Question

# 3. Mary owns an apartment building that has an adjusted basis of \$1,080,000 but subject to...

3. Mary owns an apartment building that has an adjusted basis of \$1,080,000 but subject to a mortgage of \$320,000. Mary transfers the apartment building to Gary, and receives from Gary \$230,000 in cash and an office building with a fair market value of \$880,000 at the time of the exchange. Gary assumes the \$320,000 mortgage on the apartment. The transfer is a like-kind exchange.

a) what is Mary’s realized gain/ loss?

b) what is Mary’ recognized gain/loss?

c) what is Mary’s basis of the newly acquired office building?

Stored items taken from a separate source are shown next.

//! Discriminant carried by every list entity in a merged content stream.

use super::ParseMessageTypeError;
use serde::{Deserialize, Serialize};
use std::fmt;

/// Kind of a produced feed entity.
///
/// Clients receiving a heterogeneous stream dispatch on this tag rather than
/// on the shape of the payload.
#[derive(Debug, Clone, Copy, PartialEq, Eq, Hash, Serialize, Deserialize)]
pub enum MessageType {
    /// Free-text announcement shown in the header carousel.
    #[serde(rename = "info")]
    Info,
    /// Scoreboard snapshot.
    #[serde(rename = "sportResult")]
    SportResult,
    /// Display rank of a header item.
    #[serde(rename = "headerSortorder")]
    HeaderSortOrder,
    /// Published discussion comment.
    #[serde(rename = "threadComment")]
    ThreadComment,
}

impl MessageType {
    /// Returns the wire representation.
    #[must_use]
    pub const fn as_str(self) -> &'static str {
        match self {
            Self::Info => "info",
            Self::SportResult => "sportResult",
            Self::HeaderSortOrder => "headerSortorder",
            Self::ThreadComment => "threadComment",
        }
    }
}

impl TryFrom<&str> for MessageType {
    type Error = ParseMessageTypeError;

    fn try_from(value: &str) -> Result<Self, Self::Error> {
        match value.trim() {
            "info" => Ok(Self::Info),
            "sportResult" => Ok(Self::SportResult),
            "headerSortorder" => Ok(Self::HeaderSortOrder),
            "threadComment" => Ok(Self::ThreadComment),
            _ => Err(ParseMessageTypeError(value.to_owned())),
        }
    }
}

impl fmt::Display for MessageType {
    fn fmt(&self, f: &mut fmt::Formatter<'_>) -> fmt::Result {
        f.write_str(self.as_str())
    }
}
//! Error types for content domain validation.

use thiserror::Error;

/// Errors returned while constructing content domain values.
#[derive(Debug, Clone, Error, PartialEq, Eq)]
pub enum ContentDomainError {
    /// The article identifier is empty after trimming.
    #[error("article identifier must not be empty")]
    EmptyArticleId,

    /// The article identifier contains whitespace or control characters.
    #[error("invalid article identifier '{0}'")]
    InvalidArticleId(String),
}

/// Error returned while parsing a message type discriminant.
#[derive(Debug, Clone, Error, PartialEq, Eq)]
#[error("unknown message type: {0}")]
pub struct ParseMessageTypeError(pub String);
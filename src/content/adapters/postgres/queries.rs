//! SQL text of the content queries.
//!
//! Column aliases match the field names of the row models in
//! [`models`](crate::content::adapters::models). Every query takes the
//! article identifier as `$1`. List queries order rows in storage; the
//! assemblers never re-sort.

/// Single-row broadcast metadata lookup.
pub const BROADCAST_INFO: &str = concat!(
    "SELECT b.id, b.subject, b.description, b.start_time, b.scheduled_start, ",
    "b.end_time, b.scheduled_end, l.short_name AS language_code, b.enable_carousel, ",
    "b.auto_collapse, b.default_order, b.deleted_at, b.show_description, ",
    "b.has_sports_panel, b.autoscroll, b.has_comments, b.allow_ifr_comments, ",
    "b.allow_anon_comments, css.anon_comment_require_email, ",
    "css.anon_comment_accept_terms, css.user_terms_version, b.customer_id, ",
    "b.auto_archive, c.short_name AS customer_shortname, cs.archive_after_days, ",
    "b.embed_js, b.embed_html, b.expanded_mode, b.posts_to_show, b.syndicate ",
    "FROM broadcasts b ",
    "JOIN customer_signup_settings css ON css.customer_id = b.customer_id ",
    "JOIN languages l ON l.id = css.language_id ",
    "JOIN customers c ON c.id = b.customer_id ",
    "JOIN customer_settings cs ON cs.customer_id = b.customer_id ",
    "WHERE b.article_id = $1 ",
    "LIMIT 1",
);

/// Info texts with their authors, oldest first.
pub const INFO_TEXTS: &str = concat!(
    "SELECT i.text, i.created_at, i.updated_at, i.guid, i.user_id, u.first_name, ",
    "u.last_name, u.profile_picture AS profile_pic, u.slug ",
    "FROM broadcasts b ",
    "JOIN infotexts i ON i.broadcast_id = b.id ",
    "JOIN users u ON u.id = i.user_id ",
    "WHERE b.article_id = $1 ",
    "AND i.deleted_at IS NULL ",
    "ORDER BY i.created_at, i.id",
);

/// Scoreboard history, oldest first.
pub const SPORT_RESULTS: &str = concat!(
    "SELECT team_one_name, team_two_name, team_one_logo, team_two_logo, ",
    "team_one_result, team_two_result, article_id, guid, created_at ",
    "FROM sport_results ",
    "WHERE article_id = $1 ",
    "AND deleted_at IS NULL ",
    "ORDER BY created_at, id",
);

/// Header item ranks, lowest rank first.
pub const HEADER_SORT_ORDER: &str = concat!(
    "SELECT hso.guid, hso.sortorder ",
    "FROM header_sortorder hso ",
    "JOIN broadcasts b ON b.id = hso.broadcast_id ",
    "WHERE b.article_id = $1 ",
    "ORDER BY hso.sortorder, hso.guid",
);

/// Published thread comments with report membership and all three author
/// identity sources, oldest first.
///
/// `user_name` joins whichever of the platform user's names are set, and is
/// empty when neither is.
pub const PUBLISHED_COMMENTS: &str = concat!(
    "SELECT c.id, b.article_id, c.comment_guid, r.guid AS report_guid, ",
    "c.broadcast_id, c.text, c.status, c.parent_comment_guid, c.is_pinned, ",
    "c.created_at, c.updated_at, c.written_at, c.published_by_user_id, ",
    "u.id AS ifr_user_id, concat_ws(' ', u.first_name, u.last_name) AS user_name, u.email, ",
    "u.profile_picture AS profile_pic, u.image_rotation AS img_rotation, ",
    "a.name AS alias, a.profile_picture AS alias_profile_pic, ",
    "a.image_rotation AS alias_img_rotation, ",
    "cu.user_name AS guest_user_name, cu.email AS guest_email ",
    "FROM comments c ",
    "JOIN broadcasts b ON b.id = c.broadcast_id ",
    "LEFT JOIN comment_users cu ON cu.id = c.comment_user_id ",
    "LEFT JOIN users u ON u.id = cu.ifr_user_id ",
    "LEFT JOIN aliases a ON a.id = u.alias_id ",
    "LEFT JOIN reports_comments rc ON rc.comment_id = c.id ",
    "LEFT JOIN reports r ON r.id = rc.report_id ",
    "WHERE b.article_id = $1 ",
    "AND c.status = 'published' ",
    "AND c.deleted_at IS NULL ",
    "ORDER BY c.created_at, c.id",
);
//! Free-text announcements shown in the broadcast header.

use super::{MessageType, User};
use serde::{Deserialize, Serialize};

/// Announcement written by an editor, carrying information that is not part
/// of the regular post flow.
#[derive(Debug, Clone, PartialEq, Eq, Serialize, Deserialize)]
#[serde(rename_all = "camelCase")]
pub struct InfoText {
    /// Announcement body.
    #[serde(default, skip_serializing_if = "String::is_empty")]
    pub text: String,
    /// Client-visible identifier.
    #[serde(default, skip_serializing_if = "String::is_empty")]
    pub guid: String,
    /// Editor who wrote the announcement.
    #[serde(default)]
    pub user: User,
    /// Always [`MessageType::Info`].
    pub message_type: MessageType,
    /// Creation timestamp.
    #[serde(default, skip_serializing_if = "String::is_empty")]
    pub created_at: String,
    /// Last edit timestamp.
    #[serde(default, skip_serializing_if = "String::is_empty")]
    pub updated_at: String,
}
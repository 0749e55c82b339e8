//! Identifier types for the content domain.

use super::ContentDomainError;
use serde::{Deserialize, Serialize};
use std::fmt;

/// Public identifier of a broadcast, shared with the publishing site.
///
/// Every assembler is scoped by this value.
#[derive(Debug, Clone, PartialEq, Eq, Hash, Serialize, Deserialize)]
#[serde(transparent)]
pub struct ArticleId(String);

impl ArticleId {
    /// Creates a validated article identifier.
    ///
    /// Surrounding whitespace is trimmed.
    ///
    /// # Errors
    ///
    /// Returns [`ContentDomainError::EmptyArticleId`] when the value is empty
    /// after trimming, or [`ContentDomainError::InvalidArticleId`] when it
    /// contains inner whitespace or control characters.
    pub fn new(value: impl Into<String>) -> Result<Self, ContentDomainError> {
        let raw = value.into();
        let normalized = raw.trim();
        if normalized.is_empty() {
            return Err(ContentDomainError::EmptyArticleId);
        }
        if normalized
            .chars()
            .any(|ch| ch.is_whitespace() || ch.is_control())
        {
            return Err(ContentDomainError::InvalidArticleId(raw));
        }
        Ok(Self(normalized.to_owned()))
    }

    /// Returns the identifier as `str`.
    #[must_use]
    pub fn as_str(&self) -> &str {
        &self.0
    }
}

impl AsRef<str> for ArticleId {
    fn as_ref(&self) -> &str {
        self.as_str()
    }
}

impl fmt::Display for ArticleId {
    fn fmt(&self, f: &mut fmt::Formatter<'_>) -> fmt::Result {
        write!(f, "{}", self.0)
    }
}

a) Amount realized [\$230,000 (cash) + \$880,000 (office building) + \$320,000 (mortgage)] = \$1,430,000
Adjusted basis of apartment house given up (1,080,000)
Realized gain : 1,430,000- \$1,080,000= \$350,000

b) Recognized gain = \$550,000 [\$230,000 (cash) + \$320,000 (mortgage assumed by Dave is treated as boot received);

Lower of boot received of \$550,000 or realized gain of \$350,000.
So there is a Postponed gain of = \$200,000.

c) New basis = \$680,000

[\$880,000 (fair market value of office building received) ? \$200,000 (postponed gain)].